SABİM’e niye şikâyet ediyorlar?
Doktorlar, SABİM’e haklarında yapılan şikâyetleri Radikal’le paylaştı:
Doktor kalçama iğne yaparken çok acıttı, şikâyetçiyim.” Başım ağrıyor, doktor ilaç yazdı ama ağrıyı kesemedi.”

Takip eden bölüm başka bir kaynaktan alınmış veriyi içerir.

//! Memory management and abstraction layer over arch specific details
use core::{
    ops::{Add, Sub},
    ptr::NonNull,
};

use alloc::fmt;

#[cfg(target_arch = "x86_64")]
use crate::arch::x86_64::paging::PageSize;

use utils::collections::fast_lazy_static::FastLazyStatic;

pub mod mmio;
pub mod pmm;
pub mod slab;
pub mod vmm;

// TODO: Make this uninit instead of 0?
// TODO: Make this a SetOnce
/// An temporary invalid HHDM offset that will be changed once the HHDM offset is set
const INVALID_HHDM_OFFSET: usize = 0xFFFF_FFFF_FFFF_FFFF;

pub static HHDM_OFFSET: FastLazyStatic<usize> = FastLazyStatic::new(INVALID_HHDM_OFFSET);

/// A physical address
#[repr(transparent)]
#[derive(Clone, Copy, PartialOrd, Ord, PartialEq, Eq)]
pub struct PhysAddr(pub usize);

/// A virtual address
#[repr(transparent)]
#[derive(Clone, Copy, PartialOrd, Ord, PartialEq, Eq)]
pub struct VirtAddr(pub usize);

impl VirtAddr {
    /// Get the physical address of a virtual address **that is HHDM mapped**
    ///
    /// NOTE: This function can't be const since we don't know the HHDM offset at compile time
    pub fn subtract_hhdm_offset(self) -> PhysAddr {
        PhysAddr(self.0 - HHDM_OFFSET.get())
    }

    #[cfg(target_arch = "x86_64")]
    pub const fn next_level_index(self, level: usize) -> usize {
        assert!(level < 5);

        (self.0 >> (PageSize::Size4KB.offset_size() + (level * 9))) & 0b1_1111_1111
    }
}

impl PhysAddr {
    /// Get the virtual address of a physical address. A Virtual address **that is HHDM mapped**
    pub fn add_hhdm_offset(self) -> VirtAddr {
        VirtAddr(self.0 + HHDM_OFFSET.get())
    }
}

impl fmt::Debug for VirtAddr {
    fn fmt(&self, f: &mut fmt::Formatter) -> fmt::Result {
        write!(f, "{:#x}", self.0) // Formats as hex with "0x" prefix
    }
}

impl fmt::Debug for PhysAddr {
    fn fmt(&self, f: &mut fmt::Formatter) -> fmt::Result {
        write!(f, "{:#x}", self.0) // Formats as hex with "0x" prefix
    }
}

impl<T> From<*const T> for VirtAddr {
    fn from(value: *const T) -> Self {
        Self(value.addr())
    }
}

impl<T> From<*mut T> for VirtAddr {
    fn from(value: *mut T) -> Self {
        Self(value.addr())
    }
}
impl<T> From<NonNull<T>> for VirtAddr {
    fn from(value: NonNull<T>) -> Self {
        Self(value.as_ptr().addr())
    }
}

impl Add<usize> for VirtAddr {
    type Output = Self;

    fn add(self, rhs: usize) -> Self::Output {
        Self(self.0 + rhs)
    }
}

impl Add<usize> for PhysAddr {
    type Output = Self;

    fn add(self, rhs: usize) -> Self::Output {
        Self(self.0 + rhs)
    }
}

impl Add<VirtAddr> for VirtAddr {
    type Output = usize;

    fn add(self, rhs: VirtAddr) -> Self::Output {
        self.0 + rhs.0
    }
}

impl Add<PhysAddr> for PhysAddr {
    type Output = usize;

    fn add(self, rhs: PhysAddr) -> Self::Output {
        self.0 + rhs.0
    }
}

impl Sub<usize> for VirtAddr {
    type Output = Self;

    fn sub(self, rhs: usize) -> Self::Output {
        Self(self.0 - rhs)
    }
}

impl Sub<usize> for PhysAddr {
    type Output = Self;

    fn sub(self, rhs: usize) -> Self::Output {
        Self(self.0 - rhs)
    }
}

impl Sub<VirtAddr> for VirtAddr {
    type Output = usize;

    fn sub(self, rhs: VirtAddr) -> Self::Output {
        self.0 - rhs.0
    }
}

impl Sub<PhysAddr> for PhysAddr {
    type Output = usize;

    fn sub(self, rhs: PhysAddr) -> Self::Output {
        self.0 - rhs.0
    }
}

// NOTE: The following two implementations are safe, since this operation cannot generate UB.
// BUT using the resulting pointers is obviously unsafe, so be careful!
impl<T> From<VirtAddr> for *const T {
    fn from(value: VirtAddr) -> Self {
        value.0 as *const T
    }
}

impl<T> From<VirtAddr> for *mut T {
    fn from(value: VirtAddr) -> Self {
        value.0 as *mut T
    }
}

impl<T> TryFrom<VirtAddr> for NonNull<T> {
    type Error = ();

    fn try_from(value: VirtAddr) -> Result<Self, Self::Error> {
        NonNull::new(value.0 as *mut T).ok_or(())
    }
}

Hemşire, hastaya “Sana hakkımı helal etmiyorum” demiş. Bunun üzerine SABİM aranıyor: “Hemşire hanım bana hakkını helal etmedi şikâyetçiyim.”
Doktorlar 90 yaşındaki hastamızla ilgilenmediği için hastamızı öldürdü. “
Hastamıza 6 günde akciğer kanseri tanısı konuldu (bu tip bir kanser teşhisi için 6 gün çok erken bir süre), doktor hastamızın kanserini geç teşhis ettiği için ölümüne neden oldu.” Ben söyledim doktora karımın sağ gözünün seyirdiğini ama o bir şey olmaz dedi, karım 2 hafta sonra beyin kanaması geçirdi, şikâyetçiyim. “
Diş hekimi 10 yaşındaki hastayı, çocuk diş kliniğine yönlendirdi. Anne “Bizimle ilgilenmedi” diye şikâyetçi oldu.

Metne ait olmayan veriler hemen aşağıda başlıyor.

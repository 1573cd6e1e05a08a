//! The kernel-wide error kind returned by every syscall handler.

/// Every fallible kernel operation funnels its failure through one of these.
///
/// Mirrors the status word placed in the first argument register on
/// syscall return; `Ok` corresponds to `SUCCESS`.
#[derive(Debug, Clone, Copy, PartialEq, Eq)]
pub enum KernelError {
    /// A blocking syscall's deadline expired.
    Timeout,
    /// The callee died mid-rendezvous.
    Aborted,
    /// Reserved opcode or a privilege mismatch.
    BadHyp,
    /// Capability missing, wrong kind, or insufficient permission.
    BadCap,
    /// Ill-formed parameter: alignment, range, or flag combination.
    BadPar,
    /// Feature not supported by this build or this CPU.
    BadFtr,
    /// Operation targets a non-local CPU where local is required.
    BadCpu,
    /// No such device / SMMU / interrupt.
    BadDev,
    /// Out-of-memory during object or page-table allocation.
    MemObj,
}

pub type KernelResult<T> = Result<T, KernelError>;

impl KernelError {
    /// Numeric status code placed in the return-value register.
    pub const fn code(self) -> usize {
        match self {
            KernelError::Timeout => 1,
            KernelError::Aborted => 2,
            KernelError::BadHyp => 3,
            KernelError::BadCap => 4,
            KernelError::BadPar => 5,
            KernelError::BadFtr => 6,
            KernelError::BadCpu => 7,
            KernelError::BadDev => 8,
            KernelError::MemObj => 9,
        }
    }
}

Kimliksiz ihbarlarla her şeye soruşturma açılıyor
Türk TabİPlerİ Bİrlİğİ (TTB) Başkanı Özdemİr Aktan: SABİM yalnızca doktorları Sağlık Bakanlığı’na şikâyet eden bir rencide edici mekanizma olarak çalışıyor. Bakanlık SABİM’e “Bu isimde bir şikâyet yoktur” diye bir açıklama yaptı. Bu doğru değil. Başhekim yardımcısı, Dr. Melike’yi yanına çağırmış ve hakkında şikâyet olduğunu ve savunma yapmasını istemiş. Her şeye soruşturma açılıyor. SABİM’e şikâyetleri gözden geçirecek, eleme yapacak bir mekanizma getirilmeli.
İstanbul TabİP Odası Başkanı Prof. Dr. Taner Gören: Hastaya ancak 5 - 10 dakika muayene süresi ayrılan bir ortamda, hekimin hata yapmaması olanaksız. Üstelik bu şikâyetleri bir eleme mercii bile yok. SABİM’in bu anki haliyle tamamiyle ortadan kalması gerek.
Hasta Aktİvİstlerİ Derneğİ Başkanı Orhan Demİr: Sistem iyi işlemiyor. Gelen şikâyetlerin yüzde 40’ı, 50’si şikâyet konusu bile olamayacak konulardan oluşuyor. SABİM yürürlükte kalmalı ancak eksiklikleri hemen giderilmeli.
Sağlıkta Adalet ve Güvenlİk Der-neğİ Genel Başkanı Alİ Kundakçı: Her hastanede bulunan hasta hakları birimi doğru bir şekilde çalışırsa ve bir sağlık hukukçusu da vatandaşa hastanede yaşadığı sorunlarla ilgili destek olursa problem hastanın şikâyet yerinde o anda çözülecektir. Böylece hasta derdini anlatmak için 184 SABİM’i tercih etmeyecektir.
Kamu hastanesİnde çalışan adını vermek İstemeyen öğretİm üyesİ: Bugünkü SABİM uygulaması, kafası bozulan, canı sıkılan insanların sistemi kötü kullanması nedeniyle sağlık çalışanlarına yönelik ‘çamur at izi kalsın’a dönüştü. SABİM’e şikâyet için, kimlik bildirme zorunluluğu bile yok. Şikâyet sürecinin kendisi tamamen hekimi cezalandırmak üzerine kurulu. Hem ağır çalışma şartları hem şikâyetler yüzünden hekimlerin yüzde 80’i antidepresan ilaç kullanıyor.